Finalmente a terceira tendência que abrange a produção de ideias. Com efeito, o processo de privatização da esfera pública alargou-se igualmente à apropriação privada dos processos de produção de ideias e conhecimento todos orientados para a difusão de linhas de pensamento ideológico destinadas a moldar consciência e amortecer as contradições do sistema. Nesta tendência cruzam-se vários elementos facilmente identificáveis, como sejam o surgimento de grandes grupos de comunicação social, universidades privadas, grupos editoriais, produtoras cinematográficas etc. Também neste domínio trabalham amplas camadas de profissões intelectuais, igualmente sujeitas a este processo de proletarização descrito anteriormente.
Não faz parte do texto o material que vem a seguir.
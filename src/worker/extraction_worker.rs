use std::sync::Arc;
use std::time::Duration;

use tokio::time::Instant;
use tracing::{error, info, info_span, warn, Instrument};

use super::enricher::Enricher;
use super::extractor::extract_postings;
use super::fallback::fallback_records;
use super::fetcher::PageFetcher;
use super::ExtractError;
use crate::clock::Clock;
use crate::domain::{JobRecord, RunOutcome, ScrapeRun};
use crate::registry::RunRegistry;
use crate::store::ResultStore;

/// What a single extraction produced
///
/// `records` is never empty when `used_fallback` is set; `error` carries the
/// fetch or parse failure that triggered the fallback.
#[derive(Debug)]
pub struct Extraction {
    pub records: Vec<JobRecord>,
    pub error: Option<ExtractError>,
    pub used_fallback: bool,
}

/// Fetches a careers page, extracts postings and imports them
pub struct ExtractionWorker {
    fetcher: Arc<dyn PageFetcher>,
    enricher: Option<Arc<dyn Enricher>>,
    registry: Arc<dyn RunRegistry>,
    store: Arc<dyn ResultStore>,
    clock: Arc<dyn Clock>,
    timeout: Duration,
    enrich_timeout: Duration,
}

impl ExtractionWorker {
    pub fn new(
        fetcher: Arc<dyn PageFetcher>,
        registry: Arc<dyn RunRegistry>,
        store: Arc<dyn ResultStore>,
        clock: Arc<dyn Clock>,
        timeout: Duration,
    ) -> Self {
        Self {
            fetcher,
            enricher: None,
            registry,
            store,
            clock,
            timeout,
            enrich_timeout: timeout / 2,
        }
    }

    pub fn with_enricher(mut self, enricher: Arc<dyn Enricher>) -> Self {
        self.enricher = Some(enricher);
        self
    }

    /// Budget for the whole enrichment pass, capped by the worker timeout
    pub fn with_enrich_timeout(mut self, enrich_timeout: Duration) -> Self {
        self.enrich_timeout = enrich_timeout;
        self
    }

    /// URL to records; fetch and parse failures fall back to placeholder data
    pub async fn extract(&self, company_key: &str, source_url: &str) -> Extraction {
        let deadline = Instant::now() + self.timeout;
        let extraction = self.scrape(company_key, source_url).await;
        let records = self.enrich(extraction.records, deadline).await;
        Extraction {
            records,
            ..extraction
        }
    }

    async fn scrape(&self, company_key: &str, source_url: &str) -> Extraction {
        let now = self.clock.now();

        let scraped = match self.fetcher.fetch(source_url).await {
            Ok(html) => {
                let records = extract_postings(&html, company_key, source_url, now);
                if records.is_empty() {
                    Err(ExtractError::NoPostings(source_url.to_string()))
                } else {
                    Ok(records)
                }
            }
            Err(e) => Err(e),
        };

        match scraped {
            Ok(records) => {
                info!(count = records.len(), "Extracted job postings");
                Extraction {
                    records,
                    error: None,
                    used_fallback: false,
                }
            }
            Err(e) => {
                warn!(error = %e, "Extraction failed, using fallback records");
                Extraction {
                    records: fallback_records(company_key, source_url, now),
                    error: Some(e),
                    used_fallback: true,
                }
            }
        }
    }

    /// Fill missing salary and skills until the enrichment budget or `deadline` runs out
    ///
    /// Records not reached in time are returned as scraped.
    async fn enrich(&self, records: Vec<JobRecord>, deadline: Instant) -> Vec<JobRecord> {
        let Some(enricher) = &self.enricher else {
            return records;
        };

        let mut enriched = Vec::with_capacity(records.len());
        let fill = async {
            for record in &records {
                if record.has_salary() && !record.skills.is_empty() {
                    enriched.push(record.clone());
                    continue;
                }
                match enricher.enrich(record).await {
                    Ok(enrichment) => enriched.push(enrichment.apply(record.clone())),
                    Err(e) => {
                        warn!(title = %record.title, error = %e, "Enrichment failed, keeping record as scraped");
                        enriched.push(record.clone());
                    }
                }
            }
        };

        let cutoff = deadline.min(Instant::now() + self.enrich_timeout);
        if tokio::time::timeout_at(cutoff, fill).await.is_err() {
            warn!(
                enriched = enriched.len(),
                total = records.len(),
                "Enrichment ran out of time, importing remaining records as scraped"
            );
        }

        let done = enriched.len();
        enriched.extend(records.into_iter().skip(done));
        enriched
    }

    /// Extract and import
    ///
    /// Fetching and parsing must finish within the worker timeout. Enrichment
    /// stops at its own budget or the worker deadline, whichever comes first.
    /// The import gets a fresh worker-timeout window so scraped records are
    /// never dropped for slow enrichment.
    pub async fn execute(&self, company_key: &str, source_url: &str) -> RunOutcome {
        let deadline = Instant::now() + self.timeout;

        let scraping = self.scrape(company_key, source_url);
        let extraction = match tokio::time::timeout_at(deadline, scraping).await {
            Ok(extraction) => extraction,
            Err(_) => return self.timed_out("extraction"),
        };
        let records = self.enrich(extraction.records, deadline).await;
        if records.is_empty() {
            return RunOutcome::Failed {
                error: "extraction produced no usable records".to_string(),
            };
        }

        match tokio::time::timeout(self.timeout, self.store.import(records)).await {
            Ok(Ok(result)) => RunOutcome::Completed {
                inserted: result.inserted as u64,
                skipped: result.skipped as u64,
            },
            Ok(Err(e)) => {
                error!(error = %e, "Import failed");
                RunOutcome::Failed {
                    error: format!("import failed: {}", e),
                }
            }
            Err(_) => self.timed_out("import"),
        }
    }

    fn timed_out(&self, phase: &str) -> RunOutcome {
        error!(phase, timeout_secs = self.timeout.as_secs(), "Worker timed out");
        RunOutcome::Failed {
            error: format!("worker timed out after {}s", self.timeout.as_secs()),
        }
    }

    /// Execute a registered run and report its outcome to the registry
    pub async fn run(&self, run: &ScrapeRun) -> RunOutcome {
        let Some(run_id) = run.run_id else {
            warn!(company = %run.company_key, "Refusing to execute a run without id");
            return RunOutcome::Failed {
                error: "run has no id".to_string(),
            };
        };
        let source_url = run.source_url.clone().unwrap_or_default();

        let span = info_span!("scrape_run", company = %run.company_key, %run_id, url = %source_url);
        async {
            info!("Scrape run started");
            let outcome = self.execute(&run.company_key, &source_url).await;
            self.report(&run.company_key, run_id, outcome.clone()).await;
            outcome
        }
        .instrument(span)
        .await
    }

    /// Record an outcome, logging instead of propagating registry failures
    pub async fn report(&self, company_key: &str, run_id: uuid::Uuid, outcome: RunOutcome) {
        if let Err(e) = self.registry.complete(company_key, run_id, outcome).await {
            error!(company = %company_key, %run_id, error = %e, "Failed to record run outcome");
        }
    }
}

#[cfg(test)]
mod tests {
    use super::*;
    use crate::clock::SystemClock;
    use crate::domain::RunStatus;
    use crate::registry::{MemoryRunRegistry, StartOutcome};
    use crate::store::MemoryResultStore;
    use crate::worker::enricher::Enrichment;
    use async_trait::async_trait;

    struct StaticFetcher(Result<&'static str, u16>);

    #[async_trait]
    impl PageFetcher for StaticFetcher {
        async fn fetch(&self, url: &str) -> Result<String, ExtractError> {
            match self.0 {
                Ok(html) => Ok(html.to_string()),
                Err(status) => Err(ExtractError::Status {
                    status,
                    url: url.to_string(),
                }),
            }
        }
    }

    struct SlowFetcher;

    #[async_trait]
    impl PageFetcher for SlowFetcher {
        async fn fetch(&self, _url: &str) -> Result<String, ExtractError> {
            tokio::time::sleep(Duration::from_secs(3600)).await;
            Ok(String::new())
        }
    }

    struct FixedEnricher;

    #[async_trait]
    impl Enricher for FixedEnricher {
        async fn enrich(&self, _record: &JobRecord) -> Result<Enrichment, ExtractError> {
            Ok(Enrichment {
                salary_min: Some(200),
                salary_max: Some(300),
                skills: vec!["Rust".to_string()],
            })
        }
    }

    /// Enriches each record after `delay`
    struct SlowEnricher {
        delay: Duration,
    }

    #[async_trait]
    impl Enricher for SlowEnricher {
        async fn enrich(&self, record: &JobRecord) -> Result<Enrichment, ExtractError> {
            tokio::time::sleep(self.delay).await;
            FixedEnricher.enrich(record).await
        }
    }

    const PAGE: &str = r#"<html><body>
        <a href="/careers/platform-engineer">Platform Engineer</a>
        <a href="/careers/data-scientist">Data Scientist</a>
    </body></html>"#;

    fn worker(
        fetcher: Arc<dyn PageFetcher>,
    ) -> (ExtractionWorker, Arc<dyn RunRegistry>, Arc<MemoryResultStore>) {
        let clock: Arc<dyn Clock> = Arc::new(SystemClock);
        let registry: Arc<dyn RunRegistry> =
            Arc::new(MemoryRunRegistry::new(clock.clone(), chrono::Duration::minutes(15)));
        let store = Arc::new(MemoryResultStore::new());
        let worker = ExtractionWorker::new(
            fetcher,
            registry.clone(),
            store.clone(),
            clock,
            Duration::from_secs(5),
        );
        (worker, registry, store)
    }

    #[tokio::test]
    async fn test_fetch_error_still_completes_with_fallback() {
        let (worker, registry, store) = worker(Arc::new(StaticFetcher(Err(503))));

        let StartOutcome::Started(run) = registry
            .start("openai", "https://openai.com/careers")
            .await
            .unwrap()
        else {
            panic!("expected a new run");
        };

        let outcome = worker.run(&run).await;

        assert!(matches!(outcome, RunOutcome::Completed { inserted, .. } if inserted > 0));
        assert_eq!(
            registry.status("openai").await.unwrap().status,
            RunStatus::Completed
        );
        assert!(!store.list(Some("openai")).await.unwrap().is_empty());
    }

    #[tokio::test]
    async fn test_extracts_page_postings() {
        let (worker, _, _) = worker(Arc::new(StaticFetcher(Ok(PAGE))));

        let extraction = worker.extract("acme", "https://acme.com/careers").await;

        assert!(!extraction.used_fallback);
        assert!(extraction.error.is_none());
        assert_eq!(extraction.records.len(), 2);
    }

    #[tokio::test]
    async fn test_empty_page_uses_fallback() {
        let (worker, _, _) = worker(Arc::new(StaticFetcher(Ok("<html></html>"))));

        let extraction = worker.extract("acme", "https://acme.com/careers").await;

        assert!(extraction.used_fallback);
        assert!(matches!(extraction.error, Some(ExtractError::NoPostings(_))));
        assert!(!extraction.records.is_empty());
    }

    #[tokio::test]
    async fn test_enricher_fills_gaps() {
        let (worker, _, _) = worker(Arc::new(StaticFetcher(Ok(PAGE))));
        let worker = worker.with_enricher(Arc::new(FixedEnricher));

        let extraction = worker.extract("acme", "https://acme.com/careers").await;

        assert!(extraction
            .records
            .iter()
            .all(|r| r.salary_min == Some(200) && r.skills.contains("Rust")));
    }

    #[tokio::test(start_paused = true)]
    async fn test_timeout_marks_run_failed() {
        let (worker, registry, _) = worker(Arc::new(SlowFetcher));
        let started = registry.start("acme", "https://acme.com/careers").await.unwrap();

        let outcome = worker.run(started.run()).await;

        assert!(matches!(outcome, RunOutcome::Failed { ref error } if error.contains("timed out")));
        let run = registry.status("acme").await.unwrap();
        assert_eq!(run.status, RunStatus::Failed);
    }

    #[tokio::test]
    async fn test_rerun_skips_existing_records() {
        let (worker, _, _) = worker(Arc::new(StaticFetcher(Ok(PAGE))));

        let first = worker.execute("acme", "https://acme.com/careers").await;
        let second = worker.execute("acme", "https://acme.com/careers").await;

        assert_eq!(first, RunOutcome::Completed { inserted: 2, skipped: 0 });
        assert_eq!(second, RunOutcome::Completed { inserted: 0, skipped: 2 });
    }

    #[tokio::test(start_paused = true)]
    async fn test_slow_enrichment_still_imports_records() {
        let (worker, registry, store) = worker(Arc::new(StaticFetcher(Ok(PAGE))));
        let worker = worker.with_enricher(Arc::new(SlowEnricher {
            delay: Duration::from_secs(3),
        }));
        let started = registry.start("acme", "https://acme.com/careers").await.unwrap();

        let outcome = worker.run(started.run()).await;

        assert_eq!(outcome, RunOutcome::Completed { inserted: 2, skipped: 0 });
        assert_eq!(
            registry.status("acme").await.unwrap().status,
            RunStatus::Completed
        );
        let records = store.list(Some("acme")).await.unwrap();
        assert_eq!(records.len(), 2);
        assert!(records.iter().all(|r| r.skills.is_empty()));
    }

    #[tokio::test(start_paused = true)]
    async fn test_enrichment_budget_keeps_records_enriched_in_time() {
        let (worker, _, _) = worker(Arc::new(StaticFetcher(Ok(PAGE))));
        let worker = worker
            .with_enricher(Arc::new(SlowEnricher {
                delay: Duration::from_secs(3),
            }))
            .with_enrich_timeout(Duration::from_secs(4));

        let extraction = worker.extract("acme", "https://acme.com/careers").await;

        assert_eq!(extraction.records.len(), 2);
        assert!(extraction.records[0].skills.contains("Rust"));
        assert!(extraction.records[1].skills.is_empty());
    }
}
3. A alienação do trabalho intelectual

A proletarização do trabalho intelectual é comum a estas três tendências. A par deste processo de proletarização, ou melhor intrinsecamente ligada a este, encontramos a especialização do trabalho manual, o seu parcelamento, a sua atomização. Vivemos um período onde se glorifica o perito, mas este perito está normalmente acantonado a domínios cada vez mais estreitos do conhecimento. O perito está cada vez mais condenado a especializar-se num ramo específico de um domínio científico, tendo apenas uma ideia muito vaga do conjunto de conhecimento onde se insere e sem conhecer coisa nenhuma dos outros domínios do conhecimento. Um tal trabalho intelectual fragmentado, tendo perdido toda a visão de conjunto das actividades sociais onde se insere, só pode ser um trabalho alienado. Neste sentido a proletarização do trabalho intelectual conduz inevitavelmente à sua alienação. Da mesma maneira que qualquer operário fabril metalúrgico pode estar sem o saber a contribuir para a construção de uma bomba atómica, o jornalista cumprindo uma agenda imposta por uma determinada linha editorial pode não ter a consciência do seu papel na consolidação da superstrutura que suporta o sistema capitalista e procura assegurar a sua imortalidade e perpetuar a sua própria condição de explorado.
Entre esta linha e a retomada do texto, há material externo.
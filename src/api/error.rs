use actix_web::{HttpResponse, ResponseError};
use std::fmt;
use tracing::{error, warn};

use crate::api::validation::ErrorResponse;
use crate::registry::RegistryError;
use crate::store::StoreError;

/// Service-level errors
#[derive(Debug)]
pub enum ServiceError {
    /// Run registry operation failed
    RegistryError(RegistryError),

    /// Result store operation failed
    StoreError(StoreError),

    /// Request could not be acted on
    ValidationError(String),

    /// Synchronous scrape finished as failed
    WorkerFailure(String),

    /// Record not found
    NotFound(String),
}

impl fmt::Display for ServiceError {
    fn fmt(&self, f: &mut fmt::Formatter<'_>) -> fmt::Result {
        match self {
            ServiceError::RegistryError(e) => write!(f, "Registry error: {}", e),
            ServiceError::StoreError(e) => write!(f, "Store error: {}", e),
            ServiceError::ValidationError(msg) => write!(f, "Validation error: {}", msg),
            ServiceError::WorkerFailure(msg) => write!(f, "Scrape failed: {}", msg),
            ServiceError::NotFound(id) => write!(f, "Job record not found: {}", id),
        }
    }
}

impl std::error::Error for ServiceError {}

impl From<RegistryError> for ServiceError {
    fn from(err: RegistryError) -> Self {
        ServiceError::RegistryError(err)
    }
}

impl From<StoreError> for ServiceError {
    fn from(err: StoreError) -> Self {
        ServiceError::StoreError(err)
    }
}

impl ResponseError for ServiceError {
    fn error_response(&self) -> HttpResponse {
        match self {
            ServiceError::RegistryError(e) => {
                error!("Registry error: {}", e);
                HttpResponse::InternalServerError().json(ErrorResponse {
                    error: "Failed to process request".to_string(),
                    fields: serde_json::json!({"message": "Run registry error occurred"}),
                })
            }
            ServiceError::StoreError(e) => {
                error!("Store error: {}", e);
                HttpResponse::InternalServerError().json(ErrorResponse {
                    error: "Failed to process request".to_string(),
                    fields: serde_json::json!({"message": "Database error occurred"}),
                })
            }
            ServiceError::ValidationError(msg) => {
                warn!("Validation error: {}", msg);
                HttpResponse::BadRequest().json(ErrorResponse {
                    error: "Validation failed".to_string(),
                    fields: serde_json::json!({"message": msg}),
                })
            }
            ServiceError::WorkerFailure(msg) => {
                warn!("Synchronous scrape failed: {}", msg);
                HttpResponse::BadGateway().json(ErrorResponse {
                    error: "Scrape failed".to_string(),
                    fields: serde_json::json!({"message": msg, "retryable": true}),
                })
            }
            ServiceError::NotFound(id) => {
                warn!("Job record not found: {}", id);
                HttpResponse::NotFound().json(ErrorResponse {
                    error: "Not found".to_string(),
                    fields: serde_json::json!({"message": format!("Job record with id {} not found", id)}),
                })
            }
        }
    }
}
Com a proletarização do trabalho intelectual generaliza-se igualmente o assalariamento e a economia mercantil, o que implica o aparecimento de um mercado para este trabalho intelectual. Neste mercado, a força de trabalho é vendida e comprada como qualquer outra mercadoria, adquirindo um preço de mercado que flutua de acordo com as leis da oferta e da procura. Neste sentido, e de acordo com os princípios da economia liberal, ninguém está seguro, por mais qualificado que possa ser o trabalhador. Os mesmos mecanismos de flexibilização laboral, a precariedade e o desemprego afectam hoje mais do que nunca os trabalhadores intelectuais.

Conclusão

Em conclusão, direi que a proletarização do trabalho intelectual com a sua fragmentação e a sua mecanização comporta um risco mas também uma potencialidade. Por um lado leva à apatia, à indiferença e resignação de amplas camadas de trabalhadores intelectuais. Vimos a forma como o capitalismo tende a promover a comercialização e mercantilização de toda a actividade humana inclusive as actividades da superstrutura.
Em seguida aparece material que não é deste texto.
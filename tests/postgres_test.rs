//! Postgres adapter tests; skipped unless DATABASE_URL points at a scratch database

use std::sync::Arc;
use std::time::Duration;

use chrono::Utc;
use futures_util::future::join_all;
use sqlx::{Pool, Postgres};
use uuid::Uuid;

use scrape_runner::clock::{Clock, ManualClock};
use scrape_runner::db::{self, JobRecordRepository, ScrapeRunRepository};
use scrape_runner::domain::{JobRecord, RunOutcome, RunStatus};
use scrape_runner::registry::{RunRegistry, StartOutcome};
use scrape_runner::store::{ImportResult, ResultStore};

const URL: &str = "https://acme.com/careers";

async fn pool() -> Option<Pool<Postgres>> {
    let Ok(database_url) = std::env::var("DATABASE_URL") else {
        eprintln!("DATABASE_URL not set, skipping Postgres test");
        return None;
    };
    let pool = db::connection::get_connection(&database_url, 8)
        .await
        .expect("connect to DATABASE_URL");
    db::migrations::run_migrations(&pool)
        .await
        .expect("apply migrations");
    Some(pool)
}

/// Company key no other test run touches
fn company() -> String {
    format!("pgtest{}", Uuid::new_v4().simple())
}

fn registry(pool: &Pool<Postgres>) -> (ScrapeRunRepository, Arc<ManualClock>) {
    let clock = Arc::new(ManualClock::new(Utc::now()));
    let dyn_clock: Arc<dyn Clock> = clock.clone();
    let registry = ScrapeRunRepository::new(pool.clone(), dyn_clock, chrono::Duration::minutes(15));
    (registry, clock)
}

#[tokio::test]
async fn test_second_start_while_active_is_rejected() {
    let Some(pool) = pool().await else { return };
    let (registry, _) = registry(&pool);
    let company = company();

    let first = registry.start(&company, URL).await.unwrap();
    let second = registry.start(&company, URL).await.unwrap();

    assert!(matches!(first, StartOutcome::Started(_)));
    assert!(matches!(second, StartOutcome::AlreadyActive(_)));
    assert_eq!(second.run().run_id, first.run().run_id);

    registry.clear(&company).await.unwrap();
}

#[tokio::test]
async fn test_abandoned_run_can_be_restarted() {
    let Some(pool) = pool().await else { return };
    let (registry, clock) = registry(&pool);
    let company = company();

    let abandoned = registry.start(&company, URL).await.unwrap().run().clone();
    clock.advance(Duration::from_secs(16 * 60));

    let status = registry.status(&company).await.unwrap();
    assert_eq!(status.status, RunStatus::Failed);

    let restarted = registry.start(&company, URL).await.unwrap();
    let StartOutcome::Started(run) = restarted else {
        panic!("abandoned run should not block a new start");
    };
    assert_ne!(run.run_id, abandoned.run_id);

    registry.clear(&company).await.unwrap();
}

#[tokio::test]
async fn test_complete_with_stale_run_id_is_ignored() {
    let Some(pool) = pool().await else { return };
    let (registry, clock) = registry(&pool);
    let company = company();

    let stale = registry.start(&company, URL).await.unwrap().run().clone();
    clock.advance(Duration::from_secs(16 * 60));
    let current = registry.start(&company, URL).await.unwrap().run().clone();

    let applied = registry
        .complete(
            &company,
            stale.run_id.unwrap(),
            RunOutcome::Completed { inserted: 9, skipped: 0 },
        )
        .await
        .unwrap();

    assert!(!applied);
    let status = registry.status(&company).await.unwrap();
    assert_eq!(status.status, RunStatus::Active);
    assert_eq!(status.run_id, current.run_id);
    assert_eq!(status.inserted, 0);

    let applied = registry
        .complete(
            &company,
            current.run_id.unwrap(),
            RunOutcome::Completed { inserted: 2, skipped: 1 },
        )
        .await
        .unwrap();
    assert!(applied);
    let status = registry.status(&company).await.unwrap();
    assert_eq!(status.status, RunStatus::Completed);
    assert_eq!(status.inserted, 2);

    registry.clear(&company).await.unwrap();
}

#[tokio::test(flavor = "multi_thread", worker_threads = 4)]
async fn test_concurrent_starts_admit_exactly_one_run() {
    let Some(pool) = pool().await else { return };
    let (registry, _) = registry(&pool);
    let registry = Arc::new(registry);
    let company = company();

    let attempts = (0..16).map(|_| {
        let registry = registry.clone();
        let company = company.clone();
        tokio::spawn(async move { registry.start(&company, URL).await })
    });
    let started = join_all(attempts)
        .await
        .into_iter()
        .filter(|o| matches!(o, Ok(Ok(StartOutcome::Started(_)))))
        .count();

    assert_eq!(started, 1);

    registry.clear(&company).await.unwrap();
}

fn batch(company: &str) -> Vec<JobRecord> {
    let now = Utc::now();
    vec![
        JobRecord::new(company, "Platform Engineer", "Berlin", URL, now),
        JobRecord::new(company, "Data Scientist", "Remote", URL, now),
        JobRecord::new(company, "Designer", "London", URL, now).with_salary(Some(80), Some(95)),
    ]
}

#[tokio::test]
async fn test_reimport_inserts_nothing_new() {
    let Some(pool) = pool().await else { return };
    let store = JobRecordRepository::new(pool);
    let company = company();

    let first = store.import(batch(&company)).await.unwrap();
    let second = store.import(batch(&company)).await.unwrap();

    assert_eq!(first, ImportResult { inserted: 3, skipped: 0 });
    assert_eq!(second, ImportResult { inserted: 0, skipped: 3 });
    let stored = store.list(Some(&company)).await.unwrap();
    assert_eq!(stored.len(), 3);
    assert!(stored
        .iter()
        .any(|r| r.salary_min == Some(80) && r.salary_max == Some(95)));

    assert_eq!(store.clear(Some(&company)).await.unwrap(), 3);
}

#[tokio::test]
async fn test_duplicate_identities_within_one_batch_are_skipped() {
    let Some(pool) = pool().await else { return };
    let store = JobRecordRepository::new(pool);
    let company = company();
    let now = Utc::now();

    let result = store
        .import(vec![
            JobRecord::new(&company, "Software Engineer", "SF", URL, now),
            JobRecord::new(&company, "software engineer", "sf", URL, now),
        ])
        .await
        .unwrap();

    assert_eq!(result, ImportResult { inserted: 1, skipped: 1 });

    store.clear(Some(&company)).await.unwrap();
}

#[tokio::test]
async fn test_delete_many_removes_listed_ids() {
    let Some(pool) = pool().await else { return };
    let store = JobRecordRepository::new(pool);
    let company = company();
    store.import(batch(&company)).await.unwrap();

    let ids: Vec<String> = store
        .list(Some(&company))
        .await
        .unwrap()
        .into_iter()
        .take(2)
        .map(|r| r.id)
        .collect();

    assert_eq!(store.delete_many(&ids).await.unwrap(), 2);
    assert_eq!(store.list(Some(&company)).await.unwrap().len(), 1);

    store.clear(Some(&company)).await.unwrap();
}
use sha2::{Digest, Sha256};
use url::Url;

/// Hosted applicant-tracking boards where the company lives in the first path segment
const ATS_HOSTS: [&str; 5] = [
    "jobs.lever.co",
    "boards.greenhouse.io",
    "job-boards.greenhouse.io",
    "jobs.ashbyhq.com",
    "apply.workable.com",
];

/// Host prefixes that carry no company information
const GENERIC_SUBDOMAINS: [&str; 5] = ["www", "careers", "jobs", "boards", "apply"];

/// Normalize a company name into its registry key
///
/// Lower-cases and keeps only alphanumeric characters, so
/// `"OpenAI"`, `"openai"` and `"Open AI"` all map to `"openai"`.
pub fn normalize_company(company: &str) -> String {
    company
        .chars()
        .filter(|c| c.is_alphanumeric())
        .flat_map(char::to_lowercase)
        .collect()
}

/// Lower-case and collapse whitespace runs into single spaces
pub fn normalize_text(text: &str) -> String {
    text.split_whitespace()
        .map(str::to_lowercase)
        .collect::<Vec<_>>()
        .join(" ")
}

/// Normalize a job title for duplicate grouping
///
/// Punctuation is treated as a word separator, so `"Software Engineer, Infra"`
/// and `"software engineer - infra"` group together.
pub fn normalize_title(title: &str) -> String {
    let spaced: String = title
        .chars()
        .map(|c| if c.is_alphanumeric() { c } else { ' ' })
        .collect();
    normalize_text(&spaced)
}

/// Stable identity key for a posting: SHA-256 over normalized (company, title, location)
pub fn identity_key(company: &str, title: &str, location: &str) -> String {
    let mut hasher = Sha256::new();
    hasher.update(normalize_company(company).as_bytes());
    hasher.update([0x1f]);
    hasher.update(normalize_text(title).as_bytes());
    hasher.update([0x1f]);
    hasher.update(normalize_text(location).as_bytes());
    format!("{:x}", hasher.finalize())
}

/// Derive a company key from a careers page URL
///
/// Returns `None` when the URL cannot be parsed or carries no usable host.
pub fn company_key_from_url(source_url: &str) -> Option<String> {
    let url = Url::parse(source_url).ok()?;
    let host = url.host_str()?.to_lowercase();

    if ATS_HOSTS.contains(&host.as_str()) {
        let slug = url.path_segments()?.find(|s| !s.is_empty())?;
        let key = normalize_company(slug);
        return (!key.is_empty()).then_some(key);
    }

    let labels: Vec<&str> = host
        .split('.')
        .filter(|label| !GENERIC_SUBDOMAINS.contains(label))
        .collect();

    // Drop the TLD; what remains right-most is the registrable name
    let name = match labels.len() {
        0 => return None,
        1 => labels[0],
        n => labels[n - 2],
    };

    let key = normalize_company(name);
    (!key.is_empty()).then_some(key)
}
use std::collections::{BTreeMap, HashMap};
use std::fs;
use std::io::ErrorKind;
use std::path::{Path, PathBuf};
use std::sync::Mutex;

use super::ClientError;

/// String-keyed durable storage on the client side
pub trait ClientStorage: Send + Sync {
    fn get(&self, key: &str) -> Result<Option<String>, ClientError>;
    fn set(&self, key: &str, value: &str) -> Result<(), ClientError>;
    fn remove(&self, key: &str) -> Result<(), ClientError>;
}

fn poisoned<T>(_: T) -> ClientError {
    ClientError::Storage("storage lock poisoned".to_string())
}

/// Storage that lives as long as the process
#[derive(Debug, Default)]
pub struct MemoryStorage {
    entries: Mutex<HashMap<String, String>>,
}

impl MemoryStorage {
    pub fn new() -> Self {
        Self::default()
    }
}

impl ClientStorage for MemoryStorage {
    fn get(&self, key: &str) -> Result<Option<String>, ClientError> {
        Ok(self.entries.lock().map_err(poisoned)?.get(key).cloned())
    }

    fn set(&self, key: &str, value: &str) -> Result<(), ClientError> {
        self.entries
            .lock()
            .map_err(poisoned)?
            .insert(key.to_string(), value.to_string());
        Ok(())
    }

    fn remove(&self, key: &str) -> Result<(), ClientError> {
        self.entries.lock().map_err(poisoned)?.remove(key);
        Ok(())
    }
}

/// JSON object on disk, rewritten atomically on every change
#[derive(Debug)]
pub struct FileStorage {
    path: PathBuf,
    guard: Mutex<()>,
}

impl FileStorage {
    pub fn new(path: impl Into<PathBuf>) -> Self {
        Self {
            path: path.into(),
            guard: Mutex::new(()),
        }
    }

    pub fn path(&self) -> &Path {
        &self.path
    }

    fn read_all(&self) -> Result<BTreeMap<String, String>, ClientError> {
        match fs::read_to_string(&self.path) {
            Ok(raw) if raw.trim().is_empty() => Ok(BTreeMap::new()),
            Ok(raw) => serde_json::from_str(&raw).map_err(|e| {
                ClientError::Storage(format!("corrupt state file {}: {}", self.path.display(), e))
            }),
            Err(e) if e.kind() == ErrorKind::NotFound => Ok(BTreeMap::new()),
            Err(e) => Err(ClientError::Storage(e.to_string())),
        }
    }

    fn write_all(&self, entries: &BTreeMap<String, String>) -> Result<(), ClientError> {
        if let Some(parent) = self.path.parent().filter(|p| !p.as_os_str().is_empty()) {
            fs::create_dir_all(parent).map_err(|e| ClientError::Storage(e.to_string()))?;
        }
        let body =
            serde_json::to_string_pretty(entries).map_err(|e| ClientError::Storage(e.to_string()))?;
        let tmp = self.path.with_extension("tmp");
        fs::write(&tmp, body).map_err(|e| ClientError::Storage(e.to_string()))?;
        fs::rename(&tmp, &self.path).map_err(|e| ClientError::Storage(e.to_string()))
    }
}

impl ClientStorage for FileStorage {
    fn get(&self, key: &str) -> Result<Option<String>, ClientError> {
        let _guard = self.guard.lock().map_err(poisoned)?;
        Ok(self.read_all()?.remove(key))
    }

    fn set(&self, key: &str, value: &str) -> Result<(), ClientError> {
        let _guard = self.guard.lock().map_err(poisoned)?;
        let mut entries = self.read_all()?;
        entries.insert(key.to_string(), value.to_string());
        self.write_all(&entries)
    }

    fn remove(&self, key: &str) -> Result<(), ClientError> {
        let _guard = self.guard.lock().map_err(poisoned)?;
        let mut entries = self.read_all()?;
        if entries.remove(key).is_some() {
            self.write_all(&entries)?;
        }
        Ok(())
    }
}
Mas por outro, é inegável que, ao incorporar largas camadas de trabalhadores intelectuais o capital enriquece o proletariado com novas ideias e capacidades que importa valorizar e potenciar, particularmente ao nível das faixas etárias mais jovens. Daí ser fundamental dar a devida importância a este sector que assume uma proporção crescente na nossa economia, e que, sem deixar de conter especificidades próprias, acaba por sofrer na pele os mesmos efeitos da exploração capitalista e pode certamente dar um enorme contributo ao caudal de luta que nos há-de levar à transformação social que todos almejamos.